WHAT THIS TASK INVOLVES:
After finding the line with "debug_assert!(count == 0" in the entries below, retype exactly each line from there through the line with "let i = (x / slot).floor();", including that final line.
*** MATERIAL TO PROCESS ***
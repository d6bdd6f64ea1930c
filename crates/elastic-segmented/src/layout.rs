//! Geometry of the control: one equal-width slot per segment, a thumb inset
//! inside the selected slot, and labels centered in their slots.
//!
//! Everything here is a pure function of its arguments. Both label rows are
//! placed from the same [`SegmentLayout`].

use elastic_core::{Interpolate, Rect, Size, Vec2};
use smallvec::SmallVec;

pub type LabelFrames = SmallVec<[Rect; 4]>;

#[derive(Clone, Debug, PartialEq)]
pub struct SegmentLayout {
    pub bounds: Size,
    pub slot_width: f32,
    pub thumb: Rect,
    /// One frame per segment, shared by the base and selected rows.
    pub labels: LabelFrames,
}

impl Interpolate for SegmentLayout {
    fn interpolate(&self, other: &Self, t: f32) -> Self {
        let labels = if self.labels.len() == other.labels.len() {
            self.labels
                .iter()
                .zip(other.labels.iter())
                .map(|(a, b)| a.interpolate(b, t))
                .collect()
        } else {
            other.labels.clone()
        };
        SegmentLayout {
            bounds: other.bounds,
            slot_width: self.slot_width.interpolate(&other.slot_width, t),
            thumb: self.thumb.interpolate(&other.thumb, t),
            labels,
        }
    }
}

/// `None` without segments or without horizontal room for them.
pub fn slot_width(width: f32, count: usize) -> Option<f32> {
    (count > 0 && width > 0.0).then(|| width / count as f32)
}

/// Largest size a label may take: the thumb's width and the bounds' height
/// minus the inset on both sides.
pub fn measure_constraint(bounds: Size, count: usize, inset: f32) -> Option<Size> {
    let slot = slot_width(bounds.width, count)?;
    Some(Size::new(slot - 2.0 * inset, bounds.height - 2.0 * inset))
}

pub fn thumb_rect(bounds: Size, count: usize, selected: usize, inset: f32) -> Option<Rect> {
    let slot = slot_width(bounds.width, count)?;
    let w = slot - 2.0 * inset;
    Some(Rect {
        x: inset + selected as f32 * (w + 2.0 * inset),
        y: inset,
        w,
        h: bounds.height - 2.0 * inset,
    })
}

/// Full layout for `content.len()` segments. `None` when there are none or
/// the bounds have no width.
pub fn compute(bounds: Size, selected: usize, inset: f32, content: &[Size]) -> Option<SegmentLayout> {
    let count = content.len();
    debug_assert!(count == 0 || selected < count);
    let slot = slot_width(bounds.width, count)?;
    let thumb = thumb_rect(bounds, count, selected, inset)?;
    let max_w = slot - 2.0 * inset;

    let labels = content
        .iter()
        .enumerate()
        .map(|(k, size)| {
            let w = size.width.min(max_w);
            let h = size.height;
            Rect {
                x: (slot * k as f32 + (slot - w) / 2.0).floor(),
                y: ((bounds.height - h) / 2.0).floor(),
                w,
                h,
            }
        })
        .collect();

    Some(SegmentLayout {
        bounds,
        slot_width: slot,
        thumb,
        labels,
    })
}

/// Slot under `x`, or `None` when `x` falls outside `[0, count)` slots.
pub fn index_at(x: f32, width: f32, count: usize) -> Option<usize> {
    let slot = slot_width(width, count)?;
    let i = (x / slot).floor();
    (i >= 0.0 && i < count as f32).then_some(i as usize)
}

/// Nearest slot for a released thumb, clamped into range.
pub fn settle_index(center_x: f32, width: f32, count: usize) -> Option<usize> {
    let slot = slot_width(width, count)?;
    let i = (center_x / slot).floor().max(0.0) as usize;
    Some(i.min(count - 1))
}

/// Keeps a dragged thumb inside the inset bounds. The left edge wins when
/// the thumb is wider than the space available.
pub fn clamp_thumb_x(x: f32, width: f32, inset: f32, thumb_width: f32) -> f32 {
    x.min(width - inset - thumb_width).max(inset)
}

/// A pan may start only on the thumb.
pub fn admits_pan(start: Vec2, thumb: &Rect) -> bool {
    thumb.contains(start)
}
***
WRITTEN RESPONSE:
    debug_assert!(count == 0 || selected < count);
    let slot = slot_width(bounds.width, count)?;
    let thumb = thumb_rect(bounds, count, selected, inset)?;
    let max_w = slot - 2.0 * inset;

    let labels = content
        .iter()
        .enumerate()
        .map(|(k, size)| {
            let w = size.width.min(max_w);
            let h = size.height;
            Rect {
                x: (slot * k as f32 + (slot - w) / 2.0).floor(),
                y: ((bounds.height - h) / 2.0).floor(),
                w,
                h,
            }
        })
        .collect();

    Some(SegmentLayout {
        bounds,
        slot_width: slot,
        thumb,
        labels,
    })
}

/// Slot under `x`, or `None` when `x` falls outside `[0, count)` slots.
pub fn index_at(x: f32, width: f32, count: usize) -> Option<usize> {
    let slot = slot_width(width, count)?;
    let i = (x / slot).floor();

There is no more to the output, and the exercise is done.